■ Provided records
*** Block opens ***

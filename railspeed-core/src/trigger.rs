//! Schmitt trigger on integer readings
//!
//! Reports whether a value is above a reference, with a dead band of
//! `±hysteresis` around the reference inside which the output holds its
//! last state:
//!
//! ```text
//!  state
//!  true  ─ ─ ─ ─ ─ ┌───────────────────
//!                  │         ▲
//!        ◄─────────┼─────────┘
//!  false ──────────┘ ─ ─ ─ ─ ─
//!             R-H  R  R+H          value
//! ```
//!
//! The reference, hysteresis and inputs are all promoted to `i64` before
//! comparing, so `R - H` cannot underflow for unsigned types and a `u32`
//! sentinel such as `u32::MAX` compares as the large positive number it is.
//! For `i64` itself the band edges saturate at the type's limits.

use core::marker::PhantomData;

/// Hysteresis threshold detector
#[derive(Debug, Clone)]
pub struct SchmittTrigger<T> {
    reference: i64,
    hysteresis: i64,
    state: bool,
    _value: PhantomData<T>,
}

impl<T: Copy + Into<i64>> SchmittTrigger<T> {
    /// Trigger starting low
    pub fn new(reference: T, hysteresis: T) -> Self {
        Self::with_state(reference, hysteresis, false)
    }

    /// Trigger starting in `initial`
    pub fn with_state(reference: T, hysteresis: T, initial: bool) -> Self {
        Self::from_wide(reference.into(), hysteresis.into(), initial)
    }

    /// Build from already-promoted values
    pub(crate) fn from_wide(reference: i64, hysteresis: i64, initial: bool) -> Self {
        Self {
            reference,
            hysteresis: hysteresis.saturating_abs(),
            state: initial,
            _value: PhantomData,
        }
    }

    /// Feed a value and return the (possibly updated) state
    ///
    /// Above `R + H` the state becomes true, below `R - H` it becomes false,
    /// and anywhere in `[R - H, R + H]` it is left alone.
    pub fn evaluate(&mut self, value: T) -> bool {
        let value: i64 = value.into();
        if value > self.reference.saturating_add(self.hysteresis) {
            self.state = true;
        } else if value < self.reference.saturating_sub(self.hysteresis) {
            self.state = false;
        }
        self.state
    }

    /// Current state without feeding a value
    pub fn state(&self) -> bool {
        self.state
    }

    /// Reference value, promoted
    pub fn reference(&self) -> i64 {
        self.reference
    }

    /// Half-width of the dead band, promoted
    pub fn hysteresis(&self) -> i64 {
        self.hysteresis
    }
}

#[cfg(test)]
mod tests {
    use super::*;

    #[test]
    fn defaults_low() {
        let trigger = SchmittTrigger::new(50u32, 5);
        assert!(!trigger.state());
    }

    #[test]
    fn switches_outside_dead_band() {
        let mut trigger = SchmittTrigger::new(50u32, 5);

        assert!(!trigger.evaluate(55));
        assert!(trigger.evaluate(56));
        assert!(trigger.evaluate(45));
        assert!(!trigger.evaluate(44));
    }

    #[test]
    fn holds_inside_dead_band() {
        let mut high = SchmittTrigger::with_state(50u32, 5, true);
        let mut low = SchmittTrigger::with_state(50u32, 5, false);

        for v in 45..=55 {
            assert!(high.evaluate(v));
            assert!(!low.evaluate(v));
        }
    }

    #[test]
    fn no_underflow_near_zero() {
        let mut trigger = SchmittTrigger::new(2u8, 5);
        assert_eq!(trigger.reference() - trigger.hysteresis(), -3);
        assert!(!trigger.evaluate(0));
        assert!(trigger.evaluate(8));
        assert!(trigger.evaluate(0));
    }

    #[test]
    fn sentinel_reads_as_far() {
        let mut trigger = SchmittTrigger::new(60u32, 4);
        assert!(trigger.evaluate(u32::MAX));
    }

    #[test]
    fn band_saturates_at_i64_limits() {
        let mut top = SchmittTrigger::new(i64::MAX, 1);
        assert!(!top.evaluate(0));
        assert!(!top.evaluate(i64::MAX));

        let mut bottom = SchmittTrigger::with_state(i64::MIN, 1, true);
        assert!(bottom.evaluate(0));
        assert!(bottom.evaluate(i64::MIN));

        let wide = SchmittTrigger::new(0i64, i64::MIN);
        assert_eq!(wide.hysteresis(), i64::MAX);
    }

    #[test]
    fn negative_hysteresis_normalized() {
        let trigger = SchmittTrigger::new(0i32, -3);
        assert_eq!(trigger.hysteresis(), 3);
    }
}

*** Block closes ***
*** Block opens ***

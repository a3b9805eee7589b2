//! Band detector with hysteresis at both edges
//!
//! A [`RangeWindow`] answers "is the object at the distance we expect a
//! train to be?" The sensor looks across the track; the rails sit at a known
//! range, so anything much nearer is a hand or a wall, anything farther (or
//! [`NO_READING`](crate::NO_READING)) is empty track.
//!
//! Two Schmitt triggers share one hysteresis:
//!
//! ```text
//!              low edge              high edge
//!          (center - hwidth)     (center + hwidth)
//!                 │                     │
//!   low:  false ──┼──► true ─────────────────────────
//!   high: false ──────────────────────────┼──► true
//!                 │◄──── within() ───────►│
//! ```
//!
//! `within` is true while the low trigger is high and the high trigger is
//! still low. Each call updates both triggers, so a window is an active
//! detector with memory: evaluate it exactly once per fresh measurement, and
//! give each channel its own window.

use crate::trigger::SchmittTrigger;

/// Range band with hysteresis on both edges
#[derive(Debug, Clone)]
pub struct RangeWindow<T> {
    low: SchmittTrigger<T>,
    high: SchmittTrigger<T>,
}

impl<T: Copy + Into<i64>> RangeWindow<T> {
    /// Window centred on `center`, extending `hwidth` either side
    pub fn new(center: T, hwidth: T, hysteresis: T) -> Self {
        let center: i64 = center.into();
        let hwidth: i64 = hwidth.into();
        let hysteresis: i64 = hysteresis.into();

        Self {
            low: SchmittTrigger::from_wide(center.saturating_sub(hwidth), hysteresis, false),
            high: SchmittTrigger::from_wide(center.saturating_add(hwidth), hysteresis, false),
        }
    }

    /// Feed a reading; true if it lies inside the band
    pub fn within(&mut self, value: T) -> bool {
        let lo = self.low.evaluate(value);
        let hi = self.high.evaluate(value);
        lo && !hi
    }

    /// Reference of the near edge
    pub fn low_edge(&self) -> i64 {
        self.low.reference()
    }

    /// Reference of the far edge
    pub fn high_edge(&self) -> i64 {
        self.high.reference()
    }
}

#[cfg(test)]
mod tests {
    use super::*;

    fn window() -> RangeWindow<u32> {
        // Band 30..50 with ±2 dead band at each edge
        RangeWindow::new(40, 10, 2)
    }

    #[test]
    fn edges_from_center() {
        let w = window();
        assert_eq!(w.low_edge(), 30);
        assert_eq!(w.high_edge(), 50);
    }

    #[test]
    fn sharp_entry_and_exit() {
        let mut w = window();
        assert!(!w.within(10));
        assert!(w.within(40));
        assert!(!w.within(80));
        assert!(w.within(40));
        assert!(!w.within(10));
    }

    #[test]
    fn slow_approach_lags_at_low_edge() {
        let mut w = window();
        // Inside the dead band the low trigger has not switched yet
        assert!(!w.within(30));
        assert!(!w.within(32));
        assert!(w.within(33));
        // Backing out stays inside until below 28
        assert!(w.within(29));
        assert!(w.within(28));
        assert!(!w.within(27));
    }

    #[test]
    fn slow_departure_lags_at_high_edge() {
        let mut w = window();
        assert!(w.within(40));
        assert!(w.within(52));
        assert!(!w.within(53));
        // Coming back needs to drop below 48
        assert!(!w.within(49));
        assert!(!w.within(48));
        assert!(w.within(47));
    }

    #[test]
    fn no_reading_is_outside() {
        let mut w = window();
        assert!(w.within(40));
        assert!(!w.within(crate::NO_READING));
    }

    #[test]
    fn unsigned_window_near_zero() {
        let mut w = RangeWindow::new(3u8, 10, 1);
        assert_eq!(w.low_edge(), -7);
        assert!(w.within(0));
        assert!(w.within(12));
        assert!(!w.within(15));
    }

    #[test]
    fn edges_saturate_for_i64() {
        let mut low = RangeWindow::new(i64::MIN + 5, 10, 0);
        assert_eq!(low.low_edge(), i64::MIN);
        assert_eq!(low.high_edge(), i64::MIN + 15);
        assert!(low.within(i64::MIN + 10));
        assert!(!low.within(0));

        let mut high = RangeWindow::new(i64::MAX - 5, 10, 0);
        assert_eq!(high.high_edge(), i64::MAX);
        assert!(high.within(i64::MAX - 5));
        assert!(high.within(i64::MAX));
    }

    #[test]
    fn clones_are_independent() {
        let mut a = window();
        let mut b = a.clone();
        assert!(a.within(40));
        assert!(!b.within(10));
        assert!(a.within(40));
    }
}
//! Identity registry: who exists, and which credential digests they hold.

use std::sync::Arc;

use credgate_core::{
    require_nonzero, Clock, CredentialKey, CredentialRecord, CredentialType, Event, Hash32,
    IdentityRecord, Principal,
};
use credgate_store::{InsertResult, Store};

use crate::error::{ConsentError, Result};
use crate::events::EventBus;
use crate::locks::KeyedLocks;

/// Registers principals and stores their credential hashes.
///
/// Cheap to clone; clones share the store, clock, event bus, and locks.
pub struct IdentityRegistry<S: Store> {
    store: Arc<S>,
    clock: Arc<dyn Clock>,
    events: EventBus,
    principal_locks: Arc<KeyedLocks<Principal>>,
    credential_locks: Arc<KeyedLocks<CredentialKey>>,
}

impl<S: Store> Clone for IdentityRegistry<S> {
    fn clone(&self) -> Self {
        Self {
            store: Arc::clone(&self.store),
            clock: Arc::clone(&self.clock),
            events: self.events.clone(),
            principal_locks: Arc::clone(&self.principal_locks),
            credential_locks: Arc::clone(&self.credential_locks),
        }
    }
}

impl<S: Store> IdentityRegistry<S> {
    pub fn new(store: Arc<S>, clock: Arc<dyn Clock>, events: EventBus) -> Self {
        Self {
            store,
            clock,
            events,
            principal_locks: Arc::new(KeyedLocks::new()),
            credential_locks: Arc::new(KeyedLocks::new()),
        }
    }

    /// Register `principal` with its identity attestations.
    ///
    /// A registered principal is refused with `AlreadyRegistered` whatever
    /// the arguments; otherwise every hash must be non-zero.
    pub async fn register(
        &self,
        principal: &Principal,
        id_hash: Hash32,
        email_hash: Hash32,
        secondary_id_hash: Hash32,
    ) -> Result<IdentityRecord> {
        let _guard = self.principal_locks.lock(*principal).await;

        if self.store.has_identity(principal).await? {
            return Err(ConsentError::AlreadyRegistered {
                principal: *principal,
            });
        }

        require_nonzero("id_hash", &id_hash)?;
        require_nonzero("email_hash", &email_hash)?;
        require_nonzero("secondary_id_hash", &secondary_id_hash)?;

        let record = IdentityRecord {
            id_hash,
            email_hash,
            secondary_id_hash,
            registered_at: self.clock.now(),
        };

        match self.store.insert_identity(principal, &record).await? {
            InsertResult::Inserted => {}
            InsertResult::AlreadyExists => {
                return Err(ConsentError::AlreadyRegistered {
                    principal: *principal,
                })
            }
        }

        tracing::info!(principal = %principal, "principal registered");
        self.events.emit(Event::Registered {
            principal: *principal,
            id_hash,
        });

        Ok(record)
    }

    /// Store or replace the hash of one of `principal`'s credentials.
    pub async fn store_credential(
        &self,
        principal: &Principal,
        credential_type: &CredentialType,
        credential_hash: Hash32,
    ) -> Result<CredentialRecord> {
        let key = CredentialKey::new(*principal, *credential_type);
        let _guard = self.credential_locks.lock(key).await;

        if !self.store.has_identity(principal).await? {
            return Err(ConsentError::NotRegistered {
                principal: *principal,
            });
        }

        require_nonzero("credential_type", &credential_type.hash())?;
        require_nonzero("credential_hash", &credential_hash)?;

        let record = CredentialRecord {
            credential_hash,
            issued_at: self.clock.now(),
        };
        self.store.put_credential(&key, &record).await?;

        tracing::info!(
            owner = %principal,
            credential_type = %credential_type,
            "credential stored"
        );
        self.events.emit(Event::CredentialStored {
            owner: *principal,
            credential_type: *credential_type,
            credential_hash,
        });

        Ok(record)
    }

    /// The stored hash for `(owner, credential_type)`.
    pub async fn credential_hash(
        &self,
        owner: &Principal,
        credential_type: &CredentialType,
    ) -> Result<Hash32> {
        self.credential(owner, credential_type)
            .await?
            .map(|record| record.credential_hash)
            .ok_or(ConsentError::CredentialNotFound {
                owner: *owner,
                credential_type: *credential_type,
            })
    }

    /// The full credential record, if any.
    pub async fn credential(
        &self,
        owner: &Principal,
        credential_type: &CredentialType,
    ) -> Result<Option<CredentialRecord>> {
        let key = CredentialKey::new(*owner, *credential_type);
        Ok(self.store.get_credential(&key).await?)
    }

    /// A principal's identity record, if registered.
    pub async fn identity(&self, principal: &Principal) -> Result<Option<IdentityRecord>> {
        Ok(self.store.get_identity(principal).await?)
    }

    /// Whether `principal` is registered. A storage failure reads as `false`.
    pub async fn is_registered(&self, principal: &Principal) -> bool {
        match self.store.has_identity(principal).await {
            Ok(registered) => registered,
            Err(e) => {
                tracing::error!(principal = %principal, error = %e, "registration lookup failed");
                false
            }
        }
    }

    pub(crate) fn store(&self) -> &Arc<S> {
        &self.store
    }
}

*** Block closes ***

■ Required work
Please report every line among the entries that includes "return".

■ Response
    /// Feed a value and return the (possibly updated) state
            return Err(ConsentError::AlreadyRegistered {
                return Err(ConsentError::AlreadyRegistered {
            return Err(ConsentError::NotRegistered {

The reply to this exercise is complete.